Monday, November 28, 2011

Café vs. Medicine



So, what's my dream? Do I want to be a Doctor? Or do I want to own a little business, open a café and make fantastic coffee and sell pastries? I mean, I've thought I wanted to study medicine since I was seven. I've always been fascinated with science and how our body works. But am I willing to devote my life to being a doctor? At least if I had my own business I'd be able to eventually hire and trains staff to work for me. I'd be able to have a family, have reasonable working hours... I could live wherever I want! But medicine is such a big deal... I'd be saving lives, and at least I'd be making a good salary, have a good job. I wouldn't be able to start a family immediately, but eventually I could and I'd have enough money to easily support a family. Maybe I could do the baking and somehow take it oversees. Culinary school or something... traveling is my real passion anyway. I don't know, I"m just so unsure about where my life is taking me right now.
It started on Thanksgiving. I was making pies with my mom and telling her how I've always had three ideal outlines for my future, each that I liked equally. One was to be a doctor, the other was to open a small coffee shop somewhere, and the third was to own a Vineyard in Latin American and sell wine. After talking about the coffee shop some, she asked me, "Why don't you?". At first I was puzzled she'd even ask, medicine has always been what I thought I'd do with my life after all. It's been "the plan" since I was seven, for goodness' sake! But then I really started thinking... what if? What if I did go into business and take a culinary arts class and actually open a little coffee shop/bakery somewhere? So I thought about it, and researched it, and talked to mom about it for this past week... and the more I think about it, the more I like the idea. I've never thought I'd stray from medicine, but who knows!? I could be very successful with the business, and that way (with the business degree) if the coffee shop isn't working, I could easily move and either start a different business or work in something else. I'm really kind of excited about this idea, who knows what'll happen in the end... but, maybe medicine isn't my calling? I don't know.



Pro's  Con's
I'm boss At beginning- Unstable
I can move around freely Not medicine
Personal independence No immediate job after university
Not working for gov.  Not as much income
Less school Equal, if not more, work
More fun Crazy hours
Less stressful Working/Interacting with people
Food/coffee Majoring in business/accounting = math
Partnering with Latin Am. Coffee plantations Submitted applications for pre-med
Franchising  
Baking  
Could start a family earlier  
Could travel  
More free time  

So as you can see, the Pro's outweigh the Con's. But that doesn't mean it's a good idea... or does it?

2 comments:

Mik said...

See, my problem would have started with the Majoring in business/accounting = math. But you might not have that same problem. If you think you can deal with all the blasted useless courses you have to take to get a business degree, then you should go for it. The nice thing about business is how wide a field of opportunity it offers you. You're right, even if it doesn't work out in some place, there's always starting up something else.

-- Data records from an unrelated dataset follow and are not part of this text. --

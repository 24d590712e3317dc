//! Go-specific naming conventions.

use std::collections::HashMap;

use thriftgen_codegen::{
    GenError, Result,
    language::{NamingConvention, escape_with_suffix},
};
use thriftgen_core::{to_camel_case, to_pascal_case, to_snake_case};

/// Go naming conventions. Types and fields are exported, so both use
/// PascalCase.
pub const GO_NAMING: NamingConvention = NamingConvention {
    type_case: to_pascal_case,
    field_case: to_pascal_case,
    file_case: to_snake_case,
    reserved_words: &[
        // keywords
        "break", "case", "chan", "const", "continue", "default", "defer", "else", "fallthrough",
        "for", "func", "go", "goto", "if", "import", "interface", "map", "package", "range",
        "return", "select", "struct", "switch", "type", "var",
        // predeclared identifiers a parameter could shadow
        "bool", "byte", "error", "float32", "float64", "int", "int8", "int16", "int32", "int64",
        "rune", "string", "uint", "uint8", "uint16", "uint32", "uint64", "uintptr", "nil",
        "true", "false", "iota", "append", "cap", "close", "copy", "delete", "len", "make",
        "new", "panic", "print", "println", "recover",
        // names used by generated method bodies
        "ctx", "p",
    ],
    escape_reserved: escape_with_suffix,
};

/// Methods every generated struct has; fields may not shadow them.
const STRUCT_METHODS: &[&str] = &["Read", "Write", "String", "Error"];

/// Name of a struct member. Collisions with generated methods get the
/// reserved-word suffix.
pub fn member_name(name: &str) -> String {
    let member = GO_NAMING.field_name(name);
    if STRUCT_METHODS.contains(&member.as_str()) {
        (GO_NAMING.escape_reserved)(&member)
    } else {
        member
    }
}

/// Name of a function parameter: camelCase, escaped.
pub fn param_name(name: &str) -> String {
    GO_NAMING.safe_name(&to_camel_case(name))
}

/// Method suffix for a field key (`1` → `1`, `-1` → `Neg1`).
pub fn key_suffix(key: i16) -> String {
    if key < 0 {
        format!("Neg{}", key.unsigned_abs())
    } else {
        key.to_string()
    }
}

/// Identifiers declared in one Go scope, keyed by their rendered form.
///
/// Case conversion is lossy (`user_id` and `userId` are both `UserId`), so
/// two distinct Thrift names can land on the same Go identifier.
#[derive(Debug, Default)]
pub struct GoScope {
    declared: HashMap<String, String>,
}

impl GoScope {
    pub fn new() -> Self {
        Self::default()
    }

    /// Record that `source` renders as `rendered`, failing if another
    /// source already took that identifier.
    pub fn declare(&mut self, source: &str, rendered: impl Into<String>) -> Result<()> {
        let rendered = rendered.into();
        match self.declared.get(&rendered) {
            Some(first) => Err(GenError::NameCollision {
                first: first.clone(),
                second: source.to_string(),
                rendered,
            }),
            None => {
                self.declared.insert(rendered, source.to_string());
                Ok(())
            }
        }
    }
}

#[cfg(test)]
mod tests {
    use super::*;

    #[test]
    fn test_go_names() {
        assert_eq!(GO_NAMING.type_name("Work"), "Work");
        assert_eq!(GO_NAMING.type_name("Calculator_add_args"), "CalculatorAddArgs");
        assert_eq!(GO_NAMING.field_name("whatOp"), "WhatOp");
        assert_eq!(GO_NAMING.field_name("num1"), "Num1");
    }

    #[test]
    fn test_members_avoid_method_names() {
        assert_eq!(member_name("string"), "String_");
        assert_eq!(member_name("reader"), "Reader");
    }

    #[test]
    fn test_params_escape_keywords() {
        assert_eq!(param_name("logid"), "logid");
        assert_eq!(param_name("type"), "type_");
        assert_eq!(param_name("ctx"), "ctx_");
        assert_eq!(param_name("user_id"), "userId");
    }

    #[test]
    fn test_rendering_is_idempotent() {
        let once = GO_NAMING.type_name("shared_struct");
        assert_eq!(GO_NAMING.type_name(&once), once);
    }

    #[test]
    fn test_scope_rejects_names_rendering_alike() {
        let mut scope = GoScope::new();
        scope.declare("user_id", member_name("user_id")).unwrap();
        scope.declare("name", member_name("name")).unwrap();

        let err = scope.declare("userId", member_name("userId")).unwrap_err();
        assert_eq!(
            err.to_string(),
            "'user_id' and 'userId' both render as 'UserId'"
        );
    }

    #[test]
    fn test_key_suffix() {
        assert_eq!(key_suffix(3), "3");
        assert_eq!(key_suffix(-2), "Neg2");
    }
}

You've always been free-spirited and artsy. I feel like your headstrong stubbornness and your perseverance would be well suited to your own business.

Of course, that's me just looking at the business side of things. I'm sure I could come up with a list of qualities that would suit you as a doctor, but... Medicine feels like such a cold and clinical ambiance to be involved in (and that is purely my impression because you know I'm the kind of person who needs room for creativity).

For now, I'm just helping you see how going into business could be a really great decision too.

Blaze Alcabose said...

OR!!! You could move to California and open a skate shop. Then I would finally have a blasted place I could get what I want at.